• Brief:
Scan the data beneath this task and copy each line that includes "Debug".

[Dataset excerpts]
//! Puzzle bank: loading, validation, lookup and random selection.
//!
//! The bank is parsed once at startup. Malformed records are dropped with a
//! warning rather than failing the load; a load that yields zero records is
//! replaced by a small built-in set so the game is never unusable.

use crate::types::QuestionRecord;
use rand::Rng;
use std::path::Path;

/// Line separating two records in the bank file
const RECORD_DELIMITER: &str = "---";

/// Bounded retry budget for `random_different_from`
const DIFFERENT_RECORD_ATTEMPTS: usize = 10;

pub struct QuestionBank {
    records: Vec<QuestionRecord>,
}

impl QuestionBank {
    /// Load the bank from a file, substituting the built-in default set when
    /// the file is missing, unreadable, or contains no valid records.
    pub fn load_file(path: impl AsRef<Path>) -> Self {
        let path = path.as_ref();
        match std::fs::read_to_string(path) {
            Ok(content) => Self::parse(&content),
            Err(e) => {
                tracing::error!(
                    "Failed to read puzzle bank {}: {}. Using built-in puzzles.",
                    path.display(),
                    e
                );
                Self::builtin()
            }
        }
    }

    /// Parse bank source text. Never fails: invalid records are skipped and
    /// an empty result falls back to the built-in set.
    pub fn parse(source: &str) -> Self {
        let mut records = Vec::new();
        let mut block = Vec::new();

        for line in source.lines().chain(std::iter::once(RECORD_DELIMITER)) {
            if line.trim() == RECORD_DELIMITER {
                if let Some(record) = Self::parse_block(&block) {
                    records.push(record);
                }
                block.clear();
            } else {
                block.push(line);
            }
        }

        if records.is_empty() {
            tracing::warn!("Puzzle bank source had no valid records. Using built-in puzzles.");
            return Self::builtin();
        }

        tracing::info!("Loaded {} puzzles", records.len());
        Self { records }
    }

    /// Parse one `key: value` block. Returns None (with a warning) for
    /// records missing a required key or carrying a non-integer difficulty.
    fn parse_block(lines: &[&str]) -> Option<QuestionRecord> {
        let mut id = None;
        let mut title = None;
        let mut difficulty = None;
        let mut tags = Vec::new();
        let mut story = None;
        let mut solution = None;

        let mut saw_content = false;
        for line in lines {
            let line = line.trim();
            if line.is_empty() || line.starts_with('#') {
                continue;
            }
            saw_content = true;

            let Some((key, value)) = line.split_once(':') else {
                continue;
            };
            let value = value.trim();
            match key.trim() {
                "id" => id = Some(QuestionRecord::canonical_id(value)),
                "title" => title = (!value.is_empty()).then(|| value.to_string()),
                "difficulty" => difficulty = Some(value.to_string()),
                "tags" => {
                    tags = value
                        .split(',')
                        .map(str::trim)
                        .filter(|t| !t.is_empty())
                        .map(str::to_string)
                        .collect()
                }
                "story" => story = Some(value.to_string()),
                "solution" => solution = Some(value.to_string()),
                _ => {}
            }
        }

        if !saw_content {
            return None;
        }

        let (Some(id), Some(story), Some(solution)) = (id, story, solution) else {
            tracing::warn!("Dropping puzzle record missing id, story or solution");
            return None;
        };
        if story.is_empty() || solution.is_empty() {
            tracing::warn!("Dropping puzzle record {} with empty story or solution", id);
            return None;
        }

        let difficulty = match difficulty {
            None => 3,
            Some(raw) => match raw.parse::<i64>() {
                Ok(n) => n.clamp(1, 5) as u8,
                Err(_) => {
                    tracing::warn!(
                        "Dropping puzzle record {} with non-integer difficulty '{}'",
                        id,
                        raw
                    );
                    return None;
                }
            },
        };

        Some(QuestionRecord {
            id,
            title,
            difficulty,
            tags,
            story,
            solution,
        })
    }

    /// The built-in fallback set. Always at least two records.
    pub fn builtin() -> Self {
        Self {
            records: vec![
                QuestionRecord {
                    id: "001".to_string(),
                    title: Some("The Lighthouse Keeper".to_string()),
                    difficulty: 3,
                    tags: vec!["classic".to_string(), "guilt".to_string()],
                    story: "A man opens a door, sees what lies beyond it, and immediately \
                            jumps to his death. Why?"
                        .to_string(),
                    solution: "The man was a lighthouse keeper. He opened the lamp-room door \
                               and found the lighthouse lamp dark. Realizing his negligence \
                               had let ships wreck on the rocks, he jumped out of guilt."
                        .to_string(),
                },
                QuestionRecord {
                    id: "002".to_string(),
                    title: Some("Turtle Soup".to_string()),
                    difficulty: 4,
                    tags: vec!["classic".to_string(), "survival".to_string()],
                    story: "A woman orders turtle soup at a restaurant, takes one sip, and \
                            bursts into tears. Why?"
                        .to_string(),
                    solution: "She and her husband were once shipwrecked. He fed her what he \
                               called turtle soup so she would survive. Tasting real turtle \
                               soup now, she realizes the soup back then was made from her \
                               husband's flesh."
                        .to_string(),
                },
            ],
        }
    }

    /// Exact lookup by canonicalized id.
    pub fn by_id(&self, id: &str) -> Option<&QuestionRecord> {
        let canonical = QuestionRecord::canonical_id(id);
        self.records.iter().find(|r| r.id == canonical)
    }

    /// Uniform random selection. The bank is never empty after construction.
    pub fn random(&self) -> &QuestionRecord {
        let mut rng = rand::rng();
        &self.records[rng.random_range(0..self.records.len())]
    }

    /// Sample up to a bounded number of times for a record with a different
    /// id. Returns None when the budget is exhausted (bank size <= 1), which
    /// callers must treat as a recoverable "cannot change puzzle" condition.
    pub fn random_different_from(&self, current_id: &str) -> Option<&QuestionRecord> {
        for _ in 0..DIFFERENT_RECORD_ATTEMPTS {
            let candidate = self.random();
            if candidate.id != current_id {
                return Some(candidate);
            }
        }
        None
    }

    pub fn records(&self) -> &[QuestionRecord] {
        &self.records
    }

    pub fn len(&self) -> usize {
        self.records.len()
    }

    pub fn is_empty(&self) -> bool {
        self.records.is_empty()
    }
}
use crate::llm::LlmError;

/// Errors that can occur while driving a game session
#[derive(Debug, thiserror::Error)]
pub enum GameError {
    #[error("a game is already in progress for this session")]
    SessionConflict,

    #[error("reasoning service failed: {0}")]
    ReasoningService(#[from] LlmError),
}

* * *

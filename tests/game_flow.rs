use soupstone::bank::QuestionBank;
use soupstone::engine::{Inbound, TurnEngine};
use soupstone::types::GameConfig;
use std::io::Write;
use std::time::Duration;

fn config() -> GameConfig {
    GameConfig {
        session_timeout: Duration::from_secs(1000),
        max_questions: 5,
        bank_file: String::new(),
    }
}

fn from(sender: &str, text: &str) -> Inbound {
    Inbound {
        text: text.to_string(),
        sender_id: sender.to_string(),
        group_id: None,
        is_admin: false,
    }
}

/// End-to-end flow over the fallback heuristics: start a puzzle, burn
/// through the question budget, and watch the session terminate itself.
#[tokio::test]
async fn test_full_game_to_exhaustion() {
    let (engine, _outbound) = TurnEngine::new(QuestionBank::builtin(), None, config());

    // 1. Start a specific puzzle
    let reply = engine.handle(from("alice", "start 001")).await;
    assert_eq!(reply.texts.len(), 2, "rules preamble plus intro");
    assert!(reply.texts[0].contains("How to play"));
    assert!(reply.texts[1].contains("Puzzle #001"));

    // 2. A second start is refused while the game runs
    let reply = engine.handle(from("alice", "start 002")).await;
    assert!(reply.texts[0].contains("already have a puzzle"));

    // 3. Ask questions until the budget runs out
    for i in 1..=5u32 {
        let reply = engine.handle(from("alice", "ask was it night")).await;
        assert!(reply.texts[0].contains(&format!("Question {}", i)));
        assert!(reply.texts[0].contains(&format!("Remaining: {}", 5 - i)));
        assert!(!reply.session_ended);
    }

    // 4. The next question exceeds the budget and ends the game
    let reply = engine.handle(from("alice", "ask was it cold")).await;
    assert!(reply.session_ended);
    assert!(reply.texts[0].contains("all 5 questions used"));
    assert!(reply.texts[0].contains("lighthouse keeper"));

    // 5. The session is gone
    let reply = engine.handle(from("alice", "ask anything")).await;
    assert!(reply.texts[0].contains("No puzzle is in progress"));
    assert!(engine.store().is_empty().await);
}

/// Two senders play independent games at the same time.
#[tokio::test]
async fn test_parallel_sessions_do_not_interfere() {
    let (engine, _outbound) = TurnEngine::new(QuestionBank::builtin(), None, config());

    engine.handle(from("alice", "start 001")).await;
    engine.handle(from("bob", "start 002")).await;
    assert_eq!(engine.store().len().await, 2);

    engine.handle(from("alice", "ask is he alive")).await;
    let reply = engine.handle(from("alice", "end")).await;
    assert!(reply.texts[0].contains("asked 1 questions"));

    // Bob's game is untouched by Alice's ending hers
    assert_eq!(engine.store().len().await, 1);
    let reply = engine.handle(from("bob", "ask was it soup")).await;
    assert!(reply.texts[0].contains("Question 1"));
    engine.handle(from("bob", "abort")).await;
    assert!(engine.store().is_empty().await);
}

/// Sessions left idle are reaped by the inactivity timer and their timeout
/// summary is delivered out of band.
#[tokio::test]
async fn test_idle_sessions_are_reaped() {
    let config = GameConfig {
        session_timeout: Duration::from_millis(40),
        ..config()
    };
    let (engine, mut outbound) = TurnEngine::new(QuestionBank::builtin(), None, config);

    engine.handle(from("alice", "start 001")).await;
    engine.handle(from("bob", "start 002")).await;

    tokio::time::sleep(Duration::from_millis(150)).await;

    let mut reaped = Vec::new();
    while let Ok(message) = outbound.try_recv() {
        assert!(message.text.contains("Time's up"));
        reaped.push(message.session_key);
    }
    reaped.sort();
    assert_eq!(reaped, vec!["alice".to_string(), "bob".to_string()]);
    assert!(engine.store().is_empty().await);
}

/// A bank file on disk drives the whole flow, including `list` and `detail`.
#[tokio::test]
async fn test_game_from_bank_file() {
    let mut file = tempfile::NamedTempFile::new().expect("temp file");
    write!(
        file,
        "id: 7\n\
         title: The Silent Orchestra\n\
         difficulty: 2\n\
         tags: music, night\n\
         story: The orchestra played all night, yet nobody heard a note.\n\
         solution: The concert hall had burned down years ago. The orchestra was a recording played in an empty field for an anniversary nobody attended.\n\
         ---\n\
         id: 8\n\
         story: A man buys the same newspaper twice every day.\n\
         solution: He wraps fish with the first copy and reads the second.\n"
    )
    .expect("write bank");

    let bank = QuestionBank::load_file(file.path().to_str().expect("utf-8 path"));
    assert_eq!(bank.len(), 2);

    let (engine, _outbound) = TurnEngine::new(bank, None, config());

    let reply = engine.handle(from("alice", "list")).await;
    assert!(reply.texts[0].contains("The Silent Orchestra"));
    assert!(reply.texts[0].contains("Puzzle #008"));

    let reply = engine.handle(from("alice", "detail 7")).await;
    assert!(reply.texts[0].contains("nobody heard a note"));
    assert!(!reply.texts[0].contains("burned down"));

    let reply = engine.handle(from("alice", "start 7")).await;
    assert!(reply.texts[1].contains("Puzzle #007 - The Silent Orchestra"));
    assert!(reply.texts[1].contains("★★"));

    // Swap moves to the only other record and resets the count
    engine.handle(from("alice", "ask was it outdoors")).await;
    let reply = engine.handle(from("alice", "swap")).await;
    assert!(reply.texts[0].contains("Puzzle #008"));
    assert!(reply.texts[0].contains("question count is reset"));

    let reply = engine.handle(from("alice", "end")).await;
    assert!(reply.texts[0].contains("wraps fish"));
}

---

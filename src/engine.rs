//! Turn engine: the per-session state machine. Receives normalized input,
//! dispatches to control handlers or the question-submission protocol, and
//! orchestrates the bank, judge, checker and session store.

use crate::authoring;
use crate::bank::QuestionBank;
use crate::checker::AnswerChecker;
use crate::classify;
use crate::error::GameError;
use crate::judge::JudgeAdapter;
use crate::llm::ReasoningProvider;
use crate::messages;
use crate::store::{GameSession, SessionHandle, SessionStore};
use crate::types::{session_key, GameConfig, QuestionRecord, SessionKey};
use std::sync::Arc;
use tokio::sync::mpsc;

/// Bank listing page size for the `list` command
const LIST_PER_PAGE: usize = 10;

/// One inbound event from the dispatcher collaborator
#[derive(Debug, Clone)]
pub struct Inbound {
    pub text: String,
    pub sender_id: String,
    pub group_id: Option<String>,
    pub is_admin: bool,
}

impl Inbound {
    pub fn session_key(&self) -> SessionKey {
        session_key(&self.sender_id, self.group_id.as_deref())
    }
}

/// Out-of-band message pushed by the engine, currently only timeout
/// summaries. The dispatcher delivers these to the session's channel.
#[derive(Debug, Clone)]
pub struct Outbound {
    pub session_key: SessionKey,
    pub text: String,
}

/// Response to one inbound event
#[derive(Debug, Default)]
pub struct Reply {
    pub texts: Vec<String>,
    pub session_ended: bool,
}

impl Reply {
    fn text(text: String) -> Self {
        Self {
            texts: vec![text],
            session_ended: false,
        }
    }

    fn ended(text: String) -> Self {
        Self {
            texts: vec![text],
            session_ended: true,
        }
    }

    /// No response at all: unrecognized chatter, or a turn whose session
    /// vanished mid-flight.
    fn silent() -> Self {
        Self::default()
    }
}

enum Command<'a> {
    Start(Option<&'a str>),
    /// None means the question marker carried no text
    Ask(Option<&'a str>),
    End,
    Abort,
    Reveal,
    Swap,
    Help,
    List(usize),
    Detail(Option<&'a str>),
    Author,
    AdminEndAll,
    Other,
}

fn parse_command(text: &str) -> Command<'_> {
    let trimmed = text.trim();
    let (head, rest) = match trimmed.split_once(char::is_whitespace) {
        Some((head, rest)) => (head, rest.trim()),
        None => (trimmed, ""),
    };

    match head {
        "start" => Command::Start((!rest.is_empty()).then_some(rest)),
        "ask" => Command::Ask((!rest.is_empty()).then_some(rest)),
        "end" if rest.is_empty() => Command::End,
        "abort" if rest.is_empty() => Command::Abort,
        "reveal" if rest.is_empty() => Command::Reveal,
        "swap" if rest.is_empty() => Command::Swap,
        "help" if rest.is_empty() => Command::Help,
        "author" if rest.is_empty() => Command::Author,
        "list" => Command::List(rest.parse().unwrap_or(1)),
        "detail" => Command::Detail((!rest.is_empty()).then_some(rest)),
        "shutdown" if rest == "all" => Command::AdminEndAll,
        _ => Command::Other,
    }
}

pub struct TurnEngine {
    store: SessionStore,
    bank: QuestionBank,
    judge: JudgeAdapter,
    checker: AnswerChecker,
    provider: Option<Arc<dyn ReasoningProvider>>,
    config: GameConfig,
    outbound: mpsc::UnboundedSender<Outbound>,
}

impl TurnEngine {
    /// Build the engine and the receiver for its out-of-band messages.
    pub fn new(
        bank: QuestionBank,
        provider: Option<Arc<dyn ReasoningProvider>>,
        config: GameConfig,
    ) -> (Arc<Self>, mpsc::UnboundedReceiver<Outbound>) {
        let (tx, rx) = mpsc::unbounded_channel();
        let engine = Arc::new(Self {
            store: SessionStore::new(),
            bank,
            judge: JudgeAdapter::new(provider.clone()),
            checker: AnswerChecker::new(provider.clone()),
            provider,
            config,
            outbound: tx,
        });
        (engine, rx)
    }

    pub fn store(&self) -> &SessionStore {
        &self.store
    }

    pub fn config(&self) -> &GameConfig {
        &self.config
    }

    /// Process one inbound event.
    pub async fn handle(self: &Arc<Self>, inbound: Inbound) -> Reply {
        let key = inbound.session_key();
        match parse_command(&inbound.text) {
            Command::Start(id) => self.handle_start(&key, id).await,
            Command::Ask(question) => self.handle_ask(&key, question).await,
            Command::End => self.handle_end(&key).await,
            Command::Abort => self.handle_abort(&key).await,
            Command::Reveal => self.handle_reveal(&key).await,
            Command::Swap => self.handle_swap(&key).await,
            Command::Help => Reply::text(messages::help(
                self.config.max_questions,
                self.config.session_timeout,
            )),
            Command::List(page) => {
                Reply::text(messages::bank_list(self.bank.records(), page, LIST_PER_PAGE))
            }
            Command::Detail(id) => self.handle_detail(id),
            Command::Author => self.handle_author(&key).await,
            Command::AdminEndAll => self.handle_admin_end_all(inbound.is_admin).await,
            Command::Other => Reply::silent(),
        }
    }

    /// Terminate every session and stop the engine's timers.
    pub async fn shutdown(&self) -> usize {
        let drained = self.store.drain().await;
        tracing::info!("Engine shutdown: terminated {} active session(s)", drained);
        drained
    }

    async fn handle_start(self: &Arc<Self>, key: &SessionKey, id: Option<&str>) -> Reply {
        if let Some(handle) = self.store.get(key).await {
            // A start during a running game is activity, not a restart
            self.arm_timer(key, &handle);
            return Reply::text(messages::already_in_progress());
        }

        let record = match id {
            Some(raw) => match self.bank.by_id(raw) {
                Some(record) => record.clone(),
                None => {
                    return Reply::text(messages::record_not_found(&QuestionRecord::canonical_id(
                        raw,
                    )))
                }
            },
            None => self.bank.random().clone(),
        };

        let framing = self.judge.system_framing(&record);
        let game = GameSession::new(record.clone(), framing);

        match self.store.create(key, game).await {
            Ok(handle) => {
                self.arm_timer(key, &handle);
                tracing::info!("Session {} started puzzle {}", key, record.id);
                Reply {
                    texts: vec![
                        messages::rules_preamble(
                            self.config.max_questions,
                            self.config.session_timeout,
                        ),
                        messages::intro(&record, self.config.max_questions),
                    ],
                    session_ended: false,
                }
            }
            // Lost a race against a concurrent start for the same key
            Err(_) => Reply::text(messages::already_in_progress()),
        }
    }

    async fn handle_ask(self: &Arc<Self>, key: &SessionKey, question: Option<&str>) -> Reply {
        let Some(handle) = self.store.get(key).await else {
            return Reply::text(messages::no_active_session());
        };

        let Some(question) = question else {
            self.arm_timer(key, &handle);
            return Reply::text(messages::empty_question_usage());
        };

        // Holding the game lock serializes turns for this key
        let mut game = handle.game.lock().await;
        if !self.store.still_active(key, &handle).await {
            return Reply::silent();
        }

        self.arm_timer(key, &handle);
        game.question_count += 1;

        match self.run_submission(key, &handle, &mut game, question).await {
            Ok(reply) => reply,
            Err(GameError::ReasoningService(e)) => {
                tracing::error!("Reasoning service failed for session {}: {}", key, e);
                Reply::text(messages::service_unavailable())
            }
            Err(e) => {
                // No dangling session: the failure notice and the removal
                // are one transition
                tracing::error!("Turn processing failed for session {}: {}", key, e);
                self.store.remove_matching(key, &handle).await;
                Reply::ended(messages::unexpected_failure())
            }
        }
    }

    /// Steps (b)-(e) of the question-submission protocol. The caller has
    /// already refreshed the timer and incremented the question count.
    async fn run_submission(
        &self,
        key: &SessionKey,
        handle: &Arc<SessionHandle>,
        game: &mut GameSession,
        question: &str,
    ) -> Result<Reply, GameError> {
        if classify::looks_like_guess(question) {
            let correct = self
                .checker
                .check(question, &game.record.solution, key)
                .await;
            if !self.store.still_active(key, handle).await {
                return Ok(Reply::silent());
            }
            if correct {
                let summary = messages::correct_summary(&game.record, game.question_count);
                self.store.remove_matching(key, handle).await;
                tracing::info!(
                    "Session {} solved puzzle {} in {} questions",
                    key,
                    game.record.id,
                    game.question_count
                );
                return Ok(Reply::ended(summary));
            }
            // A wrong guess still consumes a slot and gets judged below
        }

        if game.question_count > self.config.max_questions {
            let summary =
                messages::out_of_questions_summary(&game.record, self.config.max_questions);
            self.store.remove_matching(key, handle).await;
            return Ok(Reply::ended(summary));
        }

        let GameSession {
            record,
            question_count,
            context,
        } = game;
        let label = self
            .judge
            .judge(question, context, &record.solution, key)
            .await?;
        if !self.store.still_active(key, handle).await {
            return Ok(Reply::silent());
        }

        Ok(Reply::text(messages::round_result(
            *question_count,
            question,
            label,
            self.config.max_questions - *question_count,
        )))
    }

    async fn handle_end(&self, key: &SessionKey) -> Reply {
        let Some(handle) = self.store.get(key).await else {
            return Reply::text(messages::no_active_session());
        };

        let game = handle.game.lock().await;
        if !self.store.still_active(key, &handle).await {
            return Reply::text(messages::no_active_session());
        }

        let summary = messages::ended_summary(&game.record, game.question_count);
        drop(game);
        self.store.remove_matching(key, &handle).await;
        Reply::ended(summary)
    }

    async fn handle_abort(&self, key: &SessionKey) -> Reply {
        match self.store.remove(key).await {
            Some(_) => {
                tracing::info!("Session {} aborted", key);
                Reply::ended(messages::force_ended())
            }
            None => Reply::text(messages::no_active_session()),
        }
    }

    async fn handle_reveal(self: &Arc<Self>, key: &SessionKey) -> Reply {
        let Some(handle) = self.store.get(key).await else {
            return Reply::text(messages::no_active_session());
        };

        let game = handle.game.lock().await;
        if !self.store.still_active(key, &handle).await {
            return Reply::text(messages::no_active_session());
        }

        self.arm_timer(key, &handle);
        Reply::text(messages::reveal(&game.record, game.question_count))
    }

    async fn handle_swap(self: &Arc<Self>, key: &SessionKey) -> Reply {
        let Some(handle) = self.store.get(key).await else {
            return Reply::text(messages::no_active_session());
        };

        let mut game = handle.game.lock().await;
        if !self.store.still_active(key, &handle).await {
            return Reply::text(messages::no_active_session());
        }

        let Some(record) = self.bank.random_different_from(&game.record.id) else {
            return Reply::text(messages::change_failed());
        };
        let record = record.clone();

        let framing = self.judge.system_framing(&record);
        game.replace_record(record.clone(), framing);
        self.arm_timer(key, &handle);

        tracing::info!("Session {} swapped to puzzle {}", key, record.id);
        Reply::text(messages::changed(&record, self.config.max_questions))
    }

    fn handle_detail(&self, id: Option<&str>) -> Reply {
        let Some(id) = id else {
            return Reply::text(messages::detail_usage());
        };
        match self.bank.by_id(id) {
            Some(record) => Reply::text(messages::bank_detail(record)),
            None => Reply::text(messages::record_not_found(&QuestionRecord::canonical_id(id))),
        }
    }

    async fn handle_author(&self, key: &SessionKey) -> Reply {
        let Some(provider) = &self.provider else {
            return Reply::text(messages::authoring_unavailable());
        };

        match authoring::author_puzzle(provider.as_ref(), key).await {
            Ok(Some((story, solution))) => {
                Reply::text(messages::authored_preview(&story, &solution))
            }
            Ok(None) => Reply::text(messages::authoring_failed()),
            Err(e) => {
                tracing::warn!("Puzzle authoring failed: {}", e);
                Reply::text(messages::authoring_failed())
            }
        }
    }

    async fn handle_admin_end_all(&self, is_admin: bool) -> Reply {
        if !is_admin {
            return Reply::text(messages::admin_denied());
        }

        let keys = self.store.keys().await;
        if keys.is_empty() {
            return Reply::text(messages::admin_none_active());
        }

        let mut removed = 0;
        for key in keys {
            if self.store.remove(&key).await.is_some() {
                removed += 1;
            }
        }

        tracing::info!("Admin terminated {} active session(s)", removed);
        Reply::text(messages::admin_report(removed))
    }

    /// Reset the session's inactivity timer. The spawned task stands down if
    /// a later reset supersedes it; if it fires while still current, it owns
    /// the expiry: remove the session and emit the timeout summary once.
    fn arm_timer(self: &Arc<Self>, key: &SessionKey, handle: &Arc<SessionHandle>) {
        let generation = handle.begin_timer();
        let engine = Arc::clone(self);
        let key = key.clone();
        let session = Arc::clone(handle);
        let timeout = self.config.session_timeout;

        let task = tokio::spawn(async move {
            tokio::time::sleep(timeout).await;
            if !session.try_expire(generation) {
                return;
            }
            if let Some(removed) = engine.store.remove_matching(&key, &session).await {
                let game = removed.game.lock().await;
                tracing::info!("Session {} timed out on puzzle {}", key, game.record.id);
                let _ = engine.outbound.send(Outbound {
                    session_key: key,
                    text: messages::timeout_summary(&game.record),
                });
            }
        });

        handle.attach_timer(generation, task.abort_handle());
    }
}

• Solution to this exercise:
#[derive(Debug, thiserror::Error)]
#[derive(Debug, Clone)]
#[derive(Debug, Clone)]
#[derive(Debug, Default)]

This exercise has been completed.